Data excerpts
▽

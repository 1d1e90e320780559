//! Adjacency-aware greedy color assignment for course names.
//!
//! Each course name gets one palette index. Names that already own a color
//! keep it; new names are placed one at a time, most widespread first, on the
//! color that touches the fewest same-colored neighbors in the grid.

use serde::Serialize;
use std::collections::{BTreeMap, BTreeSet, HashMap};
use tracing::debug;

use crate::merge::WeekBuckets;
use crate::parse::SLOT_COUNT;

const CONFLICT_WEIGHT: usize = 100;

#[derive(Debug, Clone, Copy, PartialEq, Eq, PartialOrd, Ord, Hash)]
pub struct Position {
    pub weekday: u8,
    pub slot: u8,
}

impl Position {
    /// Same slot on neighboring (or the same) weekday, or same weekday in a
    /// neighboring (or the same) slot. Diagonals are not adjacent.
    pub fn is_adjacent(&self, other: &Position) -> bool {
        (self.slot == other.slot && self.weekday.abs_diff(other.weekday) <= 1)
            || (self.weekday == other.weekday && self.slot.abs_diff(other.slot) <= 1)
    }
}

/// Every grid position a course name can occupy in any week.
#[derive(Debug, Clone, PartialEq, Eq)]
pub struct CourseFootprint {
    pub name: String,
    pub positions: BTreeSet<Position>,
}

/// Footprints of all names in `merged`, in order of first appearance.
///
/// Week membership is ignored. A record only contributes positions from the
/// bucket of its own weekday, but its name is listed either way.
pub fn footprints(merged: &WeekBuckets) -> Vec<CourseFootprint> {
    let mut order: Vec<CourseFootprint> = Vec::new();
    let mut index: HashMap<String, usize> = HashMap::new();

    for (weekday, records) in merged.iter_days() {
        for record in records {
            let i = *index.entry(record.name.clone()).or_insert_with(|| {
                order.push(CourseFootprint {
                    name: record.name.clone(),
                    positions: BTreeSet::new(),
                });
                order.len() - 1
            });
            for slot in 1..=SLOT_COUNT {
                if record.is_in_time_slot(weekday, slot) {
                    order[i].positions.insert(Position { weekday, slot });
                }
            }
        }
    }
    order
}

/// Course name -> palette index.
#[derive(Debug, Clone, Default, PartialEq, Eq, Serialize)]
#[serde(transparent)]
pub struct ColorAssignment {
    colors: BTreeMap<String, usize>,
}

impl ColorAssignment {
    pub fn new() -> Self {
        Self::default()
    }

    pub fn get(&self, name: &str) -> Option<usize> {
        self.colors.get(name).copied()
    }

    #[allow(dead_code)]
    pub fn len(&self) -> usize {
        self.colors.len()
    }

    #[allow(dead_code)]
    pub fn is_empty(&self) -> bool {
        self.colors.is_empty()
    }

    pub fn iter(&self) -> impl Iterator<Item = (&str, usize)> {
        self.colors.iter().map(|(k, v)| (k.as_str(), *v))
    }

    /// Colors every name in `footprints` that has no color yet and returns
    /// the newly colored names in assignment order.
    pub fn extend_with(&mut self, footprints: &[CourseFootprint], palette_len: usize) -> Vec<String> {
        if palette_len == 0 {
            return Vec::new();
        }
        let by_name: HashMap<&str, &CourseFootprint> =
            footprints.iter().map(|f| (f.name.as_str(), f)).collect();

        let mut pending: Vec<&CourseFootprint> = footprints
            .iter()
            .filter(|f| !self.colors.contains_key(&f.name))
            .collect();
        // stable: equal counts keep first-appearance order
        pending.sort_by(|a, b| b.positions.len().cmp(&a.positions.len()));

        let mut added = Vec::with_capacity(pending.len());
        for course in pending {
            let color = self.select_color(course, &by_name, palette_len);
            debug!(course = %course.name, color, positions = course.positions.len(), "assigned course color");
            self.colors.insert(course.name.clone(), color);
            added.push(course.name.clone());
        }
        added
    }

    fn select_color(
        &self,
        course: &CourseFootprint,
        by_name: &HashMap<&str, &CourseFootprint>,
        palette_len: usize,
    ) -> usize {
        let mut conflict = vec![0usize; palette_len];
        let mut usage = vec![0usize; palette_len];

        for (name, &color) in &self.colors {
            if color >= palette_len {
                continue;
            }
            usage[color] += 1;
            let Some(other) = by_name.get(name.as_str()) else {
                continue;
            };
            for mine in &course.positions {
                for theirs in &other.positions {
                    if mine.is_adjacent(theirs) {
                        conflict[color] += 1;
                    }
                }
            }
        }

        let mut best = 0usize;
        let mut best_score = usize::MAX;
        for c in 0..palette_len {
            let score = conflict[c] * CONFLICT_WEIGHT + usage[c];
            if score < best_score {
                best_score = score;
                best = c;
            }
        }
        best
    }
}

/// Returns `existing` extended with colors for every uncolored name.
#[allow(dead_code)]
pub fn assign_colors(
    existing: &ColorAssignment,
    footprints: &[CourseFootprint],
    palette_len: usize,
) -> ColorAssignment {
    let mut out = existing.clone();
    out.extend_with(footprints, palette_len);
    out
}

#[cfg(test)]
mod tests {
    use super::*;
    use crate::course::{CourseRecord, RawCourse};
    use crate::merge::group_by_weekday;
    use crate::parse::slot_name;
    use proptest::prelude::*;

    fn pos(weekday: u8, slot: u8) -> Position {
        Position { weekday, slot }
    }

    fn footprint(name: &str, cells: &[(u8, u8)]) -> CourseFootprint {
        CourseFootprint {
            name: name.to_string(),
            positions: cells.iter().map(|&(d, s)| pos(d, s)).collect(),
        }
    }

    fn record(name: &str, weekday: u8, slots: &[u8]) -> CourseRecord {
        let names: Vec<&str> = slots.iter().filter_map(|s| slot_name(*s)).collect();
        CourseRecord::from_raw(&RawCourse {
            class_time: weekday.to_string(),
            course_name: name.to_string(),
            class_week: "1-16".to_string(),
            max_class_time: names.join(","),
            class_week_details: Some("1,2".to_string()),
            ..RawCourse::default()
        })
    }

    #[test]
    fn adjacency_is_row_and_column_only() {
        assert!(pos(2, 3).is_adjacent(&pos(2, 3)));
        assert!(pos(2, 3).is_adjacent(&pos(3, 3)));
        assert!(pos(2, 3).is_adjacent(&pos(1, 3)));
        assert!(pos(2, 3).is_adjacent(&pos(2, 4)));
        assert!(pos(2, 3).is_adjacent(&pos(2, 2)));
        assert!(!pos(2, 3).is_adjacent(&pos(3, 4)));
        assert!(!pos(2, 3).is_adjacent(&pos(4, 3)));
        assert!(!pos(2, 3).is_adjacent(&pos(2, 5)));
    }

    #[test]
    fn footprints_ignore_week_membership_and_keep_first_appearance() {
        let merged = group_by_weekday(vec![
            record("b", 1, &[1, 2]),
            record("a", 1, &[3]),
            record("b", 3, &[1]),
            record("c", 2, &[]),
        ]);
        let fps = footprints(&merged);
        let names: Vec<&str> = fps.iter().map(|f| f.name.as_str()).collect();
        assert_eq!(names, vec!["b", "a", "c"]);
        assert_eq!(fps[0].positions.len(), 3);
        assert!(fps[2].positions.is_empty());
    }

    #[test]
    fn row_of_seven_gets_distinct_neighbor_colors() {
        let fps: Vec<CourseFootprint> = (1..=7u8)
            .map(|d| footprint(&format!("course-{d}"), &[(d, 1)]))
            .collect();
        let colors = assign_colors(&ColorAssignment::new(), &fps, 7);
        for d in 1..7u8 {
            let left = colors.get(&format!("course-{d}")).expect("left");
            let right = colors.get(&format!("course-{}", d + 1)).expect("right");
            assert_ne!(left, right, "weekday {d} and {} share a color", d + 1);
        }
        let distinct: BTreeSet<usize> = colors.iter().map(|(_, c)| c).collect();
        assert_eq!(distinct.len(), 7);
    }

    #[test]
    fn widest_course_is_colored_first() {
        let fps = vec![
            footprint("small", &[(5, 5)]),
            footprint("wide", &[(1, 1), (2, 1), (3, 1)]),
        ];
        let mut colors = ColorAssignment::new();
        let added = colors.extend_with(&fps, 7);
        assert_eq!(added, vec!["wide".to_string(), "small".to_string()]);
        assert_eq!(colors.get("wide"), Some(0));
        assert_eq!(colors.get("small"), Some(1));
    }

    #[test]
    fn conflict_outweighs_usage() {
        // palette of 2: "a" and "b" both take color 0 and 1; "c" sits next to
        // "a" only, so it must take b's color even though usage is equal.
        let fps = vec![
            footprint("a", &[(1, 1), (1, 2)]),
            footprint("b", &[(5, 5), (6, 5)]),
            footprint("c", &[(2, 1)]),
        ];
        let colors = assign_colors(&ColorAssignment::new(), &fps, 2);
        assert_eq!(colors.get("a"), Some(0));
        assert_eq!(colors.get("b"), Some(1));
        assert_eq!(colors.get("c"), Some(1));
    }

    #[test]
    fn exhausted_palette_still_assigns() {
        let fps: Vec<CourseFootprint> = (1..=5u8)
            .map(|d| footprint(&format!("n{d}"), &[(d, 1)]))
            .collect();
        let colors = assign_colors(&ColorAssignment::new(), &fps, 1);
        assert_eq!(colors.len(), 5);
        assert!(colors.iter().all(|(_, c)| c == 0));
        assert!(assign_colors(&ColorAssignment::new(), &fps, 0).is_empty());
    }

    #[test]
    fn existing_colors_are_kept_and_scored_against() {
        let mut existing = ColorAssignment::new();
        existing.extend_with(&[footprint("old", &[(1, 1)])], 7);
        assert_eq!(existing.get("old"), Some(0));

        let fps = vec![footprint("new", &[(1, 1), (1, 2), (1, 3)]), footprint("old", &[(1, 1)])];
        let updated = assign_colors(&existing, &fps, 7);
        assert_eq!(updated.get("old"), Some(0));
        assert_eq!(updated.get("new"), Some(1));
    }

    proptest! {
        #[test]
        fn adding_names_never_recolors(
            first in prop::collection::vec((0usize..6, 1u8..=7, 1u8..=5), 0..20),
            later in prop::collection::vec((0usize..12, 1u8..=7, 1u8..=5), 0..20),
        ) {
            let build = |cells: &[(usize, u8, u8)]| -> Vec<CourseRecord> {
                cells.iter().map(|&(n, d, s)| record(&format!("course-{n}"), d, &[s])).collect()
            };
            let before = group_by_weekday(build(&first));
            let colors = assign_colors(&ColorAssignment::new(), &footprints(&before), 7);

            let mut all = build(&first);
            all.extend(build(&later));
            let after = group_by_weekday(all);
            let updated = assign_colors(&colors, &footprints(&after), 7);

            for (name, color) in colors.iter() {
                prop_assert_eq!(updated.get(name), Some(color));
            }
            for f in footprints(&after) {
                prop_assert!(updated.get(&f.name).is_some());
            }
        }

        #[test]
        fn assignment_is_deterministic(
            cells in prop::collection::vec((0usize..8, 1u8..=7, 1u8..=5), 0..25),
        ) {
            let records: Vec<CourseRecord> = cells
                .iter()
                .map(|&(n, d, s)| record(&format!("c{n}"), d, &[s]))
                .collect();
            let merged = group_by_weekday(records);
            let a = assign_colors(&ColorAssignment::new(), &footprints(&merged), 7);
            let b = assign_colors(&ColorAssignment::new(), &footprints(&merged), 7);
            prop_assert_eq!(a, b);
        }
    }
}
use serde::de::DeserializeOwned;
use serde_json::json;

use crate::ipc::error::HandlerErr;
use crate::ipc::types::Request;

pub fn required_str<'a>(req: &'a Request, key: &str) -> Result<&'a str, HandlerErr> {
    req.params
        .get(key)
        .and_then(|v| v.as_str())
        .ok_or_else(|| HandlerErr::bad_params(format!("missing params.{key}"), None))
}

pub fn optional_str<'a>(req: &'a Request, key: &str) -> Option<&'a str> {
    req.params.get(key).and_then(|v| v.as_str())
}

pub fn optional_bool(req: &Request, key: &str) -> Result<Option<bool>, HandlerErr> {
    match req.params.get(key) {
        None | Some(serde_json::Value::Null) => Ok(None),
        Some(v) => v.as_bool().map(Some).ok_or_else(|| {
            HandlerErr::bad_params(format!("params.{key} must be a boolean"), Some(json!({ key: v })))
        }),
    }
}

pub fn optional_i32(req: &Request, key: &str) -> Result<Option<i32>, HandlerErr> {
    match req.params.get(key) {
        None | Some(serde_json::Value::Null) => Ok(None),
        Some(v) => v
            .as_i64()
            .and_then(|n| i32::try_from(n).ok())
            .map(Some)
            .ok_or_else(|| {
                HandlerErr::bad_params(format!("params.{key} must be an integer"), Some(json!({ key: v })))
            }),
    }
}

pub fn required_i32(req: &Request, key: &str) -> Result<i32, HandlerErr> {
    optional_i32(req, key)?.ok_or_else(|| HandlerErr::bad_params(format!("missing params.{key}"), None))
}

/// Integer parameter that must fall in `range` (weekday, slot).
pub fn required_u8_in(
    req: &Request,
    key: &str,
    range: std::ops::RangeInclusive<u8>,
) -> Result<u8, HandlerErr> {
    let n = required_i32(req, key)?;
    u8::try_from(n)
        .ok()
        .filter(|v| range.contains(v))
        .ok_or_else(|| {
            HandlerErr::bad_params(
                format!("params.{key} must be in {}..={}", range.start(), range.end()),
                Some(json!({ key: n })),
            )
        })
}

/// Deserializes one params field into a typed value.
pub fn typed_param<T: DeserializeOwned>(req: &Request, key: &str) -> Result<Option<T>, HandlerErr> {
    match req.params.get(key) {
        None | Some(serde_json::Value::Null) => Ok(None),
        Some(v) => serde_json::from_value(v.clone())
            .map(Some)
            .map_err(|e| HandlerErr::bad_params(format!("invalid params.{key}: {e}"), None)),
    }
}
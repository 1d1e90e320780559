use serde::Serialize;

use crate::course::CourseRecord;
use crate::parse::WEEKDAY_COUNT;

const BUCKETS: usize = WEEKDAY_COUNT as usize;

/// Seven ordered per-weekday lists; index 0 holds weekday 1.
///
/// A record normally sits in the bucket of its own weekday, but nothing
/// enforces that: a record placed in a foreign bucket is carried along and
/// simply never matches a cell.
#[derive(Debug, Clone, Default, PartialEq, Eq, Serialize)]
#[serde(transparent)]
pub struct WeekBuckets {
    days: [Vec<CourseRecord>; BUCKETS],
}

impl WeekBuckets {
    pub fn new() -> Self {
        Self::default()
    }

    /// Builds buckets from lists given in weekday order. Missing trailing
    /// days are empty; extra lists past the seventh are ignored by the caller
    /// contract and rejected at the IPC boundary.
    pub fn from_days<I>(days: I) -> Self
    where
        I: IntoIterator<Item = Vec<CourseRecord>>,
    {
        let mut out = Self::new();
        for (slot, records) in out.days.iter_mut().zip(days) {
            *slot = records;
        }
        out
    }

    /// Weekday 1..=7; anything else returns an empty slice.
    pub fn day(&self, weekday: u8) -> &[CourseRecord] {
        match weekday_index(weekday) {
            Some(i) => &self.days[i],
            None => &[],
        }
    }

    pub fn push(&mut self, weekday: u8, record: CourseRecord) -> bool {
        match weekday_index(weekday) {
            Some(i) => {
                self.days[i].push(record);
                true
            }
            None => false,
        }
    }

    /// `(weekday, bucket)` pairs in weekday order.
    pub fn iter_days(&self) -> impl Iterator<Item = (u8, &[CourseRecord])> {
        self.days
            .iter()
            .enumerate()
            .map(|(i, records)| (i as u8 + 1, records.as_slice()))
    }

    /// All records in merge order: weekday by weekday, bucket order within.
    #[allow(dead_code)]
    pub fn records(&self) -> impl Iterator<Item = &CourseRecord> {
        self.days.iter().flatten()
    }

    pub fn len(&self) -> usize {
        self.days.iter().map(Vec::len).sum()
    }

    #[allow(dead_code)]
    pub fn is_empty(&self) -> bool {
        self.days.iter().all(Vec::is_empty)
    }
}

fn weekday_index(weekday: u8) -> Option<usize> {
    if (1..=WEEKDAY_COUNT).contains(&weekday) {
        Some(usize::from(weekday) - 1)
    } else {
        None
    }
}

/// Groups a flat record list into weekday buckets, dropping records whose
/// weekday could not be parsed.
pub fn group_by_weekday<I>(records: I) -> WeekBuckets
where
    I: IntoIterator<Item = CourseRecord>,
{
    let mut out = WeekBuckets::new();
    for record in records {
        if let Some(weekday) = record.weekday {
            out.push(weekday, record);
        }
    }
    out
}

/// Bucket `i` of the result is institutional bucket `i` followed by custom
/// bucket `i`. No sorting and no dedup: repeated courses surface later as
/// cell overlaps.
pub fn merge_sources(institutional: &WeekBuckets, custom: &WeekBuckets) -> WeekBuckets {
    let mut out = institutional.clone();
    for (day, extra) in out.days.iter_mut().zip(custom.days.iter()) {
        day.extend(extra.iter().cloned());
    }
    out
}
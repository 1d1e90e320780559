use serde::Deserialize;

use crate::session::TimetableSession;

#[derive(Debug, Deserialize, Clone)]
pub struct Request {
    pub id: String,
    pub method: String,
    #[serde(default)]
    pub params: serde_json::Value,
}

pub struct AppState {
    pub session: TimetableSession,
}
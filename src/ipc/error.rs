use serde_json::json;

use crate::custom::CustomStoreError;

pub fn ok(id: &str, result: serde_json::Value) -> serde_json::Value {
    json!({
        "id": id,
        "ok": true,
        "result": result
    })
}

pub fn err(
    id: &str,
    code: &str,
    message: impl Into<String>,
    details: Option<serde_json::Value>,
) -> serde_json::Value {
    let mut error = json!({
        "code": code,
        "message": message.into(),
    });
    if let Some(d) = details {
        error["details"] = d;
    }
    json!({
        "id": id,
        "ok": false,
        "error": error,
    })
}

pub struct HandlerErr {
    pub code: &'static str,
    pub message: String,
    pub details: Option<serde_json::Value>,
}

impl HandlerErr {
    pub fn bad_params(message: impl Into<String>, details: Option<serde_json::Value>) -> Self {
        Self {
            code: "bad_params",
            message: message.into(),
            details,
        }
    }

    pub fn response(self, id: &str) -> serde_json::Value {
        err(id, self.code, self.message, self.details)
    }
}

impl From<CustomStoreError> for HandlerErr {
    fn from(e: CustomStoreError) -> Self {
        let details = match &e {
            CustomStoreError::NotFound { id } => Some(json!({ "id": id })),
            CustomStoreError::EmptyName => None,
        };
        Self {
            code: e.code(),
            message: e.to_string(),
            details,
        }
    }
}

/// Collapses a handler result into a response envelope.
pub fn respond(id: &str, result: Result<serde_json::Value, HandlerErr>) -> serde_json::Value {
    match result {
        Ok(v) => ok(id, v),
        Err(e) => e.response(id),
    }
}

△

## WHAT IS EXPECTED
Filter the data above, keeping only lines that include the string "institutional".

## WRITTEN ANSWER
/// Bucket `i` of the result is institutional bucket `i` followed by custom
pub fn merge_sources(institutional: &WeekBuckets, custom: &WeekBuckets) -> WeekBuckets {
    let mut out = institutional.clone();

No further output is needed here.